Almost all observers note the unexpected location of the project. The small rural town of Whitwell has about 1,600 residents and, according to the U.S. census, 97.35 percent of them are white. There was not a single Jew among the population of 425 students when the project began. Out of the 425 students that attend the school, there are only five African Americans and one Hispanic person.
The city is quite poor, as its main business, coal mining, started to decline after an accident 30 years ago; the last mine was shut down completely in 1997. About half of the students at the middle school qualify for the free lunch program, which is a benefit for lower-income American school children.
Paper clips were chosen in part because Norwegians wore them on their lapels as a symbol of resistance against Nazi occupation during World War II. [2] The clips were meant to denote solidarity and unity ("we are bound together"); in Norwegian, paper clips are called binders. [3] (Norwegian Johan Vaaler is often credited with the invention of a progenitor of the modern paper clip.)
The paper clips were sent by various people by mail; the letters came from about 20 different countries. Some celebrities, like George W. Bush, Bill Clinton, Bill Cosby, Steven Spielberg, Tom Bosley and Tom Hanks were among those mailing in the clips. As of the summer of 2004, the school had collected about 24 million paper clips. As of 2005, more were still coming in. Most letters contain a story or a dedication of the attached paper clips to a certain person. Some of these stories are shared in the film.

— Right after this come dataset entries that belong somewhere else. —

use crate::domain::{Device, Domain, Features, Number, Params};
use crate::hub::{HubCommand, SwitchCmd};
use crate::smart_home::device_trait::{Attributes, DeviceTrait, TraitError};
use crate::smart_home::identifiers::{COMMAND_OPEN_CLOSE, TRAIT_OPEN_CLOSE};

const DEFAULT_OPEN_PERCENT: Number = Number::PositiveInt(50);

/// Blinds and screens. The hub only knows open, close and stop, so every partial opening
/// stops the motor where it is.
#[derive(Debug, Default)]
pub struct OpenCloseTrait;

impl DeviceTrait for OpenCloseTrait {
    fn name(&self) -> &'static str {
        TRAIT_OPEN_CLOSE
    }

    fn commands(&self) -> &'static [&'static str] {
        &[COMMAND_OPEN_CLOSE]
    }

    fn supported(&self, domain: Domain, _features: Features) -> bool {
        matches!(domain, Domain::Blinds | Domain::Screen)
    }

    fn query_attributes(&self, _device: &Device) -> Attributes {
        Attributes::new()
    }

    fn translate(&self, device: &Device, command: &str, params: &Params) -> Result<HubCommand, TraitError> {
        if command != COMMAND_OPEN_CLOSE {
            return Err(TraitError::unsupported(self.name(), command));
        }

        let open_percent = params
            .optional_number("openPercent")
            .map_err(TraitError::parameter(command))?
            .unwrap_or(DEFAULT_OPEN_PERCENT);

        // Blinds are switched "off" to open them
        let switch_cmd = if open_percent == Number::PositiveInt(100) {
            SwitchCmd::Off
        } else if open_percent == Number::PositiveInt(0) {
            SwitchCmd::On
        } else {
            SwitchCmd::Stop
        };

        Ok(HubCommand::switch_light(&device.id, switch_cmd))
    }
}
use serde::Deserialize;

/// Unit in which the hub reports and accepts temperatures. The assistant protocol always
/// exchanges Celsius values, the unit only changes what is displayed to the user.
#[derive(Debug, Clone, Copy, PartialEq, Eq, Default, Deserialize)]
pub enum TemperatureUnit {
    #[default]
    #[serde(rename = "C")]
    Celsius,
    #[serde(rename = "F")]
    Fahrenheit,
}

impl TemperatureUnit {
    pub fn code(&self) -> &'static str {
        match self {
            TemperatureUnit::Celsius => "C",
            TemperatureUnit::Fahrenheit => "F",
        }
    }

    /// Converts a temperature reported by the hub into Celsius.
    pub fn to_celsius(&self, value: f64) -> f64 {
        match self {
            TemperatureUnit::Celsius => value,
            TemperatureUnit::Fahrenheit => round_tenth((value - 32.0) * 5.0 / 9.0),
        }
    }

    /// Converts a Celsius temperature into the unit the hub expects.
    pub fn from_celsius(&self, value: f64) -> f64 {
        match self {
            TemperatureUnit::Celsius => value,
            TemperatureUnit::Fahrenheit => round_tenth(value * 9.0 / 5.0 + 32.0),
        }
    }
}

fn round_tenth(value: f64) -> f64 {
    (value * 10.0).round() / 10.0
}

#[cfg(test)]
mod tests {
    use super::*;
    use rstest::rstest;

    #[rstest]
    #[case(TemperatureUnit::Celsius, 21.5, 21.5)]
    #[case(TemperatureUnit::Fahrenheit, 68.0, 20.0)]
    #[case(TemperatureUnit::Fahrenheit, 70.7, 21.5)]
    fn to_celsius(#[case] unit: TemperatureUnit, #[case] input: f64, #[case] expected: f64) {
        assert_eq!(unit.to_celsius(input), expected);
    }

    #[rstest]
    #[case(TemperatureUnit::Celsius, 21.5, 21.5)]
    #[case(TemperatureUnit::Fahrenheit, 20.0, 68.0)]
    #[case(TemperatureUnit::Fahrenheit, 21.5, 70.7)]
    fn from_celsius(#[case] unit: TemperatureUnit, #[case] input: f64, #[case] expected: f64) {
        assert_eq!(unit.from_celsius(input), expected);
    }
}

The Children's Holocaust Memorial consists of an authentic German transport car (which arrived in the Baltimore seaport on September 9, 2001) surrounded by a small garden. The railcar is filled with 11 million paper clips (6 million for murdered Jews and 5 million for Roma, Catholics, homosexuals, Jehovah's Witnesses, and other groups). The monument was unveiled on the anniversary of the Kristallnacht, November 9, 2001. [4] [5]
Linda Pickett sculpted eighteen butterflies of twisted copper which are embedded in concrete around the railcar. Butterflies came from a poem written by Pavel Friedmann in Terezin concentration camp in 1942 and the number 18 in Hebrew symbolizes life (in Gematria , 18 is the numerical value of the word חי, pronounced Chai, meaning life). Inside the railcar, besides the paper clips, there are the Schroeders’ book and a suitcase filled with letters of apology to Anne Frank by a class of German schoolchildren.
A sculpture designed by an artist from Ooltewah, Tennessee stands next to the car, memorializing the 1.5 million children murdered by the Nazis, and incorporating another 11 million paper clips.
The 2004 documentary film Paper Clips was directed by Elliot Berlin and Joe Fab. It was made to describe the project and highlight what was done.
In 2006 the Jewish Motorcyclists Alliance and Yidden on Wheels, a Toronto-based Jewish motorcycle club, organized a ride from points across North America to Whitwell, TN to commemorate the Paperclip Project and in honor of the Holocaust's victims. The ride was also a fundraiser for that school, with over $35,000 raised to help the school buy interactive blackboards.
Mitchell Belman, a Toronto-based filmmaker, captured the essence of this ride in his documentary Paper Clips: A Ride to Remember.[ citation needed ]
A paper clip is a tool used to hold sheets of paper together, usually made of steel wire bent to a looped shape. Most paper clips are variations of the Gem type introduced in the 1890s or earlier, characterized by the one and a half loops made by the wire. Common to paper clips proper is their utilization of torsion and elasticity in the wire, and friction between wire and paper. When a moderate number of sheets are inserted between the two "tongues" of the clip, the tongues will be forced apart and cause torsion in the bend of the wire to grip the sheets together. They are usually used to bind papers together for productivity and portability.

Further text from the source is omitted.